Neyse bu gün bu göl bir dönem İstanbul Özel İdaresince birilerine kiraya verilmiş.
***
Uzun yıllar önceydi. Bu gölün işgalini önlemek için, Silivri Çevre Derneği köyün muhtarıyla anlaşarak, gölden toprak çıkarmak için kiralayan şirketin makinelerinin çalışmasını engellemişti.
Köylüler Dernekle bir olup, gölü talan eden şirketi kovmuştu. Üstelik Jandarma komutanının tehdidine rağmen…
Dediğim gibi İBB buraya yine birilerini vermiş. Nasıl verdiğini bilmiyorlar ama verdiğini biliyorlar… Köylülerin bu doğal gölle bu kadar ilgilenme nedeni tek başına içinde ve etrafındakiler değil, Cumhuriyet’in ilk yıllarında, bir dönem, içindeki ÖRTÜ zati ihtiyaç adı altında köylülere tahsis edilmiş. Hatta, belli bir dönem de bir miktar vergi de alınmış.
Sonuç bilhassa hafta sonları, piknikçilerin istilasına uğruyor burası. Ama istilacıların ihtiyacının doğru dürüst karşılanacağı tesisler olmadığı için her taraf çöp içinde... Tıpkı K.Sinekli Göleti gibi. İyi haftalar.
HAYIRLI OLSUN
AKP Silivri İlçe Başkanı Rıfat Kutlu atanmış… Hafta içinde duyuldu. Hayırlı olsun!
DEPREM DEĞİLMİŞ
"Dünyayı birkaç turlamış, gezip görmediğim yer yok” anlamında söylemiyorum.
Ekranlardan izleyen biri olarak söylüyorum.
Dünyanın hangi ülkesinde görülür merak ediyorum. Yazın ortasında ve, Şehrin Merkezinde kazı yapılır mı?
Hafta içinde Silivri’nin Merkezinde yapılıyordu. Kazı yapılan Sokağın diğer yanındaki bir binanın 4. Katındayım, kazı makinesinin her vuruşunda inanın 1999 Yılı depremi benzeri sallandık. Haliyle korktuk.
Kısaca hoş bir anı değil.
BARIŞA KARŞI OLMAK
Silivri Yoğurt Festivali’nin ilk gününün akşamı Silivri Belediyesi önünden başlayıp Sahile kadar devam eden bir yürüyüş vardı. Silivri Belediye Başkanlığı o yürüyüşe bir ad vermiş "Barış” demiş.
Sözcük tam da güne uygun.
Kimi "onlar da orada” deyip "ben katılmam” demiş.

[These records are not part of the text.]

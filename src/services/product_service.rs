use crate::error::AppError;
use crate::models::{Product, ProductCategory, ProductInput, ProductPatch};
use rusqlite::{Connection, OptionalExtension};

const PRODUCT_COLUMNS: &str = "id, legacy_id, category, name, price, image, description, email";

/// Stores a new product owned by `owner_email`. Every call creates a new row.
pub fn create_product(
    conn: &Connection,
    input: &ProductInput,
    owner_email: &str,
) -> Result<Product, AppError> {
    if owner_email.trim().is_empty() {
        return Err(AppError::Validation(
            "Products must belong to an admin".to_string(),
        ));
    }
    let payload = input.to_payload(owner_email.trim())?;
    let product = Product {
        id: uuid::Uuid::new_v4().to_string(),
        legacy_id: None,
        category: input.validate()?,
        name: payload.name,
        price: payload.price,
        image: payload.image,
        description: payload.description,
        email: payload.email,
    };

    insert_product(conn, &product)?;
    log::info!("Created product {} ({})", product.id, product.category);
    Ok(product)
}

/// Inserts a fully formed product, e.g. one imported from the remote collection
pub fn insert_product(conn: &Connection, product: &Product) -> Result<(), AppError> {
    conn.execute(
        "INSERT INTO products (id, legacy_id, category, name, price, image, description, email)
         VALUES (?1, ?2, ?3, ?4, ?5, ?6, ?7, ?8)",
        (
            &product.id,
            &product.legacy_id,
            product.category.to_string(),
            &product.name,
            product.price,
            &product.image,
            &product.description,
            &product.email,
        ),
    )?;
    Ok(())
}

/// Looks a product up by `id`, falling back to the legacy identity
pub fn get_product(conn: &Connection, id: &str) -> Result<Product, AppError> {
    let mut stmt = conn.prepare(&format!(
        "SELECT {} FROM products WHERE id = ?1 OR legacy_id = ?1
         ORDER BY (id = ?1) DESC LIMIT 1",
        PRODUCT_COLUMNS
    ))?;

    stmt.query_row([id], |row| Product::try_from(row))
        .optional()?
        .ok_or_else(|| AppError::NotFound(format!("Product {}", id)))
}

/// Applies the supplied fields. Nothing to change is a successful no-op.
pub fn update_product(
    conn: &Connection,
    id: &str,
    patch: &ProductPatch,
) -> Result<Product, AppError> {
    patch.validate()?;
    let current = get_product(conn, id)?;

    let effective = patch.without_unchanged(&current);
    if effective.is_empty() {
        log::debug!("Update of product {} changed nothing", current.id);
        return Ok(current);
    }

    let mut updated = current;
    effective.apply_to(&mut updated);

    let rows_affected = conn.execute(
        "UPDATE products
         SET category = ?1, name = ?2, price = ?3, image = ?4, description = ?5
         WHERE id = ?6",
        (
            updated.category.to_string(),
            &updated.name,
            updated.price,
            &updated.image,
            &updated.description,
            &updated.id,
        ),
    )?;

    if rows_affected == 0 {
        return Err(AppError::NotFound(format!("Product {}", id)));
    }

    Ok(updated)
}

/// Removes a product by either identity. Returns whether a row was removed.
pub fn delete_product(conn: &Connection, id: &str) -> Result<bool, AppError> {
    let rows_affected = conn.execute(
        "DELETE FROM products WHERE id = ?1 OR legacy_id = ?1",
        [id],
    )?;
    Ok(rows_affected > 0)
}

/// Products of one category, optionally narrowed to one owner
pub fn list_products(
    conn: &Connection,
    category: ProductCategory,
    owner_email: Option<&str>,
) -> Result<Vec<Product>, AppError> {
    let category = category.to_string();
    let (query, params): (String, Vec<&str>) = match owner_email.map(str::trim) {
        Some(email) if !email.is_empty() => (
            format!(
                "SELECT {} FROM products WHERE category = ?1 AND email = ?2 ORDER BY name",
                PRODUCT_COLUMNS
            ),
            vec![category.as_str(), email],
        ),
        _ => (
            format!(
                "SELECT {} FROM products WHERE category = ?1 ORDER BY name",
                PRODUCT_COLUMNS
            ),
            vec![category.as_str()],
        ),
    };

    let mut stmt = conn.prepare(&query)?;
    let products = stmt
        .query_map(rusqlite::params_from_iter(params), |row| {
            Product::try_from(row)
        })?
        .collect::<Result<Vec<_>, _>>()?;

    Ok(products)
}

/// All products grouped by category, in the order of `ProductCategory::all()`.
/// Empty groups are left out.
pub fn list_grouped(
    conn: &Connection,
    owner_email: Option<&str>,
    category: Option<ProductCategory>,
) -> Result<Vec<(ProductCategory, Vec<Product>)>, AppError> {
    let mut groups = Vec::new();
    for current in ProductCategory::all() {
        if category.is_some_and(|c| c != *current) {
            continue;
        }
        let products = list_products(conn, *current, owner_email)?;
        if !products.is_empty() {
            groups.push((*current, products));
        }
    }
    Ok(groups)
}
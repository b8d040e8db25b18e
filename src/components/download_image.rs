use super::{ERROR_STYLE, PAGE_STYLE, PRIMARY_BUTTON, SECONDARY_BUTTON, SUCCESS_STYLE};
use crate::image_processing;
use crate::state::use_app_state;
use crate::Screen;
use dioxus::prelude::*;
use dioxus_i18n::t;

/// Last wizard step: show, download or start over
#[component]
pub fn ResultScreen(on_navigate: EventHandler<Screen>) -> Element {
    let state = use_app_state();
    let mut session = state.session;
    let mut saved_to = use_signal(|| None::<String>);
    let mut error = use_signal(String::new);

    let generated = session.read().generated().cloned();

    let download = move |_: MouseEvent| {
        error.set(String::new());
        let dir = state.config.read().downloads_path();
        let result = match session.read().download() {
            Ok((file_name, image)) => image_processing::save_generated_image(&dir, file_name, image),
            Err(e) => Err(e.into()),
        };
        match result {
            Ok(path) => saved_to.set(Some(path.to_string_lossy().to_string())),
            Err(e) => {
                log::error!("Error downloading the image: {}", e);
                error.set(t!("error-download-failed"));
            }
        }
    };

    rsx! {
        div { style: "{PAGE_STYLE}",
            h1 { style: "margin: 8px 0 20px; font-size: 22px; text-align: center;", {t!("result-title")} }

            if !error().is_empty() {
                div { style: "{ERROR_STYLE}", "⚠️ {error}" }
            }
            if let Some(path) = saved_to() {
                div { style: "{SUCCESS_STYLE}", "✓ " {t!("result-saved-to", path: path)} }
            }

            if let Some(image) = generated {
                img {
                    src: "{image.data_url()}",
                    style: "width: 100%; border-radius: 16px; background: white; margin-bottom: 20px;",
                }
                button {
                    style: "{PRIMARY_BUTTON} width: 100%; margin-bottom: 12px;",
                    onclick: download,
                    "⬇️ "
                    {t!("action-download")}
                }
            } else {
                p { style: "text-align: center; color: #999;", {t!("result-empty")} }
            }

            button {
                style: "{SECONDARY_BUTTON} width: 100%;",
                onclick: move |_| {
                    session.write().start_over();
                    on_navigate.call(Screen::Home);
                },
                "🔁 "
                {t!("action-start-over")}
            }
        }
    }
}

Kişi veya kişiler "katılmam” diyebilir.
Bu da, anlaşılır. Ama, katılanları veya organize edenleri suçlamak ve hedef göstermek kadar yanlış bir şey olamaz…
Hele, hele bunu, iktidarda olan bir partinin sorumlularından birilerinin ağzından duymak. Anlaşılır gibi değil. Bence bu sözler barışa karşı olmakla eş anlamlıdır.
GENEL SİYASET ÜZERİNE
Sabahları ne kadar gergin uyansak da öğleye doğru sıcaktan mayışıyorum.
İşte öyle bir saatte Çevreciler Çay Bahçesindeyim. Kapalı alanda televizyon açık. Ve, açık olan haber kanalı. Bir ara. İri, iri bir konuşmaları duyar gibiyim. Bu sesi bir yerden tanıyordum.
Hayatımda unutulmayacak yıllarıydı.
Televizyonun haber saatlerini o dolduruyordu. Onun sesinden gayri ses duyma imkanımız yoktu. Nerede ne olmuşsa olmuş, işin içinde o yoksa, haberlerden sayılmıyordu. Her konuda inanılmaz fikirleri mevcuttu. Her şeye maydanoz olmada üzerine yoktu. Onunla ilgili her kim ne demişse o gün bitmeden cevabını misliyle veri-yordu. Herkes onun kadar, her şeye vakıf olamazdı. Çünkü ondan başka hiç kimse onun kadar bilgiye sahip değildi.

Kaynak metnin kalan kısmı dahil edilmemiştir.